The district court did not clearly err in finding the existence of a conspiracy by a preponderance of the evidence. In addition to the evidence cited by the Adamsons in their brief on appeal, the court saw documentary evidence that Robert Kay sold five sight drafts, and used drafts to purchase houses and cars and pay off loans, and that Robert Don paid off credit card debts with the drafts. The court also saw the tapes of the seminars, with Robert Kay and Robert Don participating, and a tape of a leaders' meeting at Happy Dutton's house with both Adamsons present. In addition, the court heard testimony that Robert Don and Robert Kay participated in a business meeting in August of 1987 at Happy Dutton's house, and in a seminar in Houston in October of 1987; that the organization was on various levels, with trips carrying cash to purchase sight drafts, sometimes with Robert Don and Robert Kay travelling, or with Robert Kay supplying the cash to be transported; that Robert Kay worked on the program with Happy Dutton and sold drafts; that both Adamsons spoke at a seminar in Sun Valley, Idaho; that Robert Kay opened up bank accounts to deposit the money; that the Adamsons received a commission and deposited cash in the accounts; that Robert Kay had a hidden office behind a false wall in his bedroom to run the operation; and that Robert Don sold drafts and notarized accompanying letters.

17

The Adamsons also identify one specific hearsay statement which they claim should not have been admitted, even if the coconspirator exception applied. The court allowed Raymond Patton, Happy Dutton's former companion, to testify that Happy Dutton told him that sight drafts were sold at a seminar in Houston, although Patton admitted he had no personal knowledge of the sales. The court admitted the testimony under the coconspirator exception. Because the court never found that Patton was a coconspirator, the Adamsons argue that Patton's hearsay statement therefore should not have been admitted into evidence.

18

The district court did find, however, that Happy Dutton was a coconspirator. It is her out-of-court statement that is in issue here. This court reviews for an abuse of discretion the district court's decision to admit Dutton's statement. United States v. Bland, 961 F.2d 123, 126 (9th Cir.), cert. denied, 113 S.Ct. 170 (1992).

19

The statement of a coconspirator is admissible if the evidence supports the inference that the statement was made while the conspiracy was in existence and in furtherance of the conspiracy. Arambula-Ruiz, 987 F.2d at 608. The Adamsons do not argue that the conspiracy was ended, or that Dutton's statement was not in furtherance of the conspiracy. Even if the Adamsons could show that the district court clearly erred in determining that the statement was in furtherance of an existing conspiracy, any error would be harmless, as two other witnesses testified that draft packets were sold at seminars, including the one in Houston.

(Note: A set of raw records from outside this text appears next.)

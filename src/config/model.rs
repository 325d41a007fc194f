use std::path::PathBuf;

use serde::{Deserialize, Serialize};

use crate::core::Color;

/// Shape of the selection indicator drawn under/around the active title.
#[derive(Clone, Copy, Debug, PartialEq, Eq, Serialize, Deserialize, Default)]
pub enum CursorKind {
    None,
    /// Bar along the bottom edge of the active title.
    #[default]
    Line,
    /// Reserved. Accepted in configuration but never rendered.
    Triangle,
    /// Rounded outline around the active title.
    Border,
    /// Rounded filled pill behind the active title.
    Mask,
}

/// Appearance of a tab strip.
///
/// Consumed read-only by [`crate::segment::TabStrip`]; restyling goes through
/// `TabStrip::set_style`, which relayouts.
#[derive(Clone, Debug, PartialEq, Serialize, Deserialize)]
#[serde(default)]
pub struct SegmentStyle {
    pub segment_height: f32,
    pub segment_background_color: Color,
    /// Interpolate title colors while dragging between pages.
    pub color_gradient: bool,
    pub normal_title_color: Color,
    pub selected_title_color: Color,
    pub title_font: FontConfig,
    pub title_margin: f32,
    pub show_separator: bool,
    pub separator_color: Color,
    /// Split the strip width evenly when all titles fit.
    pub divide_when_wider_than_titles: bool,
    pub cursor_type: CursorKind,
    /// Thickness of the line cursor.
    pub cursor_height: f32,
    /// Corner radius of border/mask cursors; negative means half the height.
    pub cursor_corner_radius: f32,
    pub cursor_color: Color,
}

impl Default for SegmentStyle {
    fn default() -> Self {
        Self {
            segment_height: 44.0,
            segment_background_color: Color::WHITE,
            color_gradient: true,
            normal_title_color: Color::GRAY,
            selected_title_color: Color::RED,
            title_font: FontConfig::default(),
            title_margin: 10.0,
            show_separator: true,
            separator_color: Color::LIGHT_GRAY,
            divide_when_wider_than_titles: true,
            cursor_type: CursorKind::default(),
            cursor_height: 2.0,
            cursor_corner_radius: -1.0,
            cursor_color: Color::CYAN,
        }
    }
}

#[derive(Clone, Debug, PartialEq, Serialize, Deserialize)]
#[serde(default)]
pub struct FontConfig {
    pub size: f32,
    /// TrueType/OpenType file used for measuring and drawing titles.
    pub path: Option<PathBuf>,
}

impl Default for FontConfig {
    fn default() -> Self {
        Self {
            size: 17.0,
            path: None,
        }
    }
}

#[derive(Clone, Debug, PartialEq, Serialize, Deserialize)]
#[serde(default)]
pub struct WindowConfig {
    pub width: u32,
    pub height: u32,
    /// Strip size for the fitted layout; `None` stretches the strip across
    /// the window.
    pub segment_size: Option<(f32, f32)>,
}

impl Default for WindowConfig {
    fn default() -> Self {
        Self {
            width: 420,
            height: 720,
            segment_size: None,
        }
    }
}

#[derive(Clone, Debug, PartialEq, Serialize, Deserialize)]
#[serde(default)]
pub struct AppConfig {
    pub style: SegmentStyle,
    pub theme: ThemeChoice,
    pub window: WindowConfig,
    pub titles: Vec<String>,
}

impl Default for AppConfig {
    fn default() -> Self {
        Self {
            style: SegmentStyle::default(),
            theme: ThemeChoice::default(),
            window: WindowConfig::default(),
            titles: ["Inbox", "Drafts", "Sent", "Archive", "Spam", "Trash"]
                .iter()
                .map(|t| t.to_string())
                .collect(),
        }
    }
}

#[derive(Clone, Copy, Debug, PartialEq, Eq, Serialize, Deserialize, Default)]
pub enum ThemeChoice {
    #[default]
    Light,
    Dark,
}
pub type Result<T> = std::result::Result<T, Error>;

#[derive(Debug, thiserror::Error)]
pub enum Error {
    #[error("record not found")]
    NotFound,

    #[error("another feed is stored here")]
    AlreadyExists,

    #[error("feed is not writable")]
    NotWritable,

    #[error("invalid proof: {0}")]
    InvalidProof(&'static str),

    #[error("remote did not include a signature")]
    MissingSignature,

    #[error("checksum failed for block {index}")]
    ChecksumFailed { index: u64 },

    #[error("index out of bounds: {}, length: {}", .tried, .length)]
    OutOfBounds { length: u64, tried: u64 },

    #[error("operation was cancelled")]
    Cancelled,

    #[error("operation timed out")]
    Timeout,

    #[error("feed is closed")]
    Closed,

    #[error("verified tree conflicts with committed node {index}")]
    Critical { index: u64 },

    #[error(transparent)]
    Io(#[from] std::io::Error),

    #[error(transparent)]
    Json(#[from] serde_json::Error),

    #[error(transparent)]
    Utf8(#[from] std::string::FromUtf8Error),
}

impl Error {
    /// true for the poisoning tier, after which the feed refuses mutations
    pub fn is_critical(&self) -> bool {
        matches!(self, Error::Critical { .. })
    }
}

III. Admission of default judgment

20

The district court admitted into evidence a November 29, 1988, default judgment in Idaho state court against Robert Don, Robert Kay, and Jed Adamson (another defendant), among others. The government argued that the default judgment was relevant evidence of the Adamsons' criminal intent, because contrary to Jed Adamson's advice at a January 1988 seminar that participants should "fight for your rights with these drafts ... go to court, file suit, don't even wait for the bank to do it," the Adamsons themselves did not bother to defend their drafts in court. The Adamsons argue that the default judgment was not relevant.

21

The district court's determination of relevance is reviewed for an abuse of discretion. Schaff, 948 F.2d at 505. The district court did not abuse its discretion. Evidence is relevant if it has "any tendency to make the existence of any fact that is of consequence to the determination of the action more probable or less probable than it would be without the evidence." Fed.R.Evid. 401. The default judgment was relevant to the Adamsons' intent to defraud the banks. The judgment tended to show that it was more probable that the Adamsons did not believe the drafts were legitimate methods of payment, as the Adamsons failed to appear to defend the drafts in court.

IV. Bankruptcy petition

22

The district court admitted the bankruptcy petition of Robert Kay, dated September 26, 1988, which showed that Robert Kay owed three banks for rental homes purchased with sight drafts, and also owed money to two individual creditors who also sold him homes and were not paid. The Adamsons now argue that it was error to submit the bankruptcy petition because the prosecution used evidence of the nonpayment of the individual creditors and other information on the petition as "other act" evidence to impugn Robert Kay's character. The Adamsons' attorney, during an objection to the relevance of the petition, made a reference to Fed.R.Evid. 404, but did not object during the prosecutor's direct examination of Robert Kay regarding the petition.

23

The Adamsons first argue that the petition was not relevant evidence. Because it showed that Robert Kay did submit drafts to buy homes and pay off other debts, however, that argument fails. They also assert that the petition was improperly used as evidence of other acts under Fed.R.Evid. 404(a). Yet the Adamsons' counsel never requested an instruction limiting the use of the bankruptcy petition under Fed.R.Evid. 105, which provides that "upon request, [the court] shall restrict the evidence to its proper scope and instruct the jury accordingly." Because the Adamsons failed to request the limited use of the evidence, it was not reversible error for the district court to fail to give a limiting instruction. United States v. Multi-Management, Inc., 743 F.2d 1359, 1364 (9th Cir.1984) (where no request for limiting instruction regarding other criminal acts, failure to give instruction sua sponte is not reversible error).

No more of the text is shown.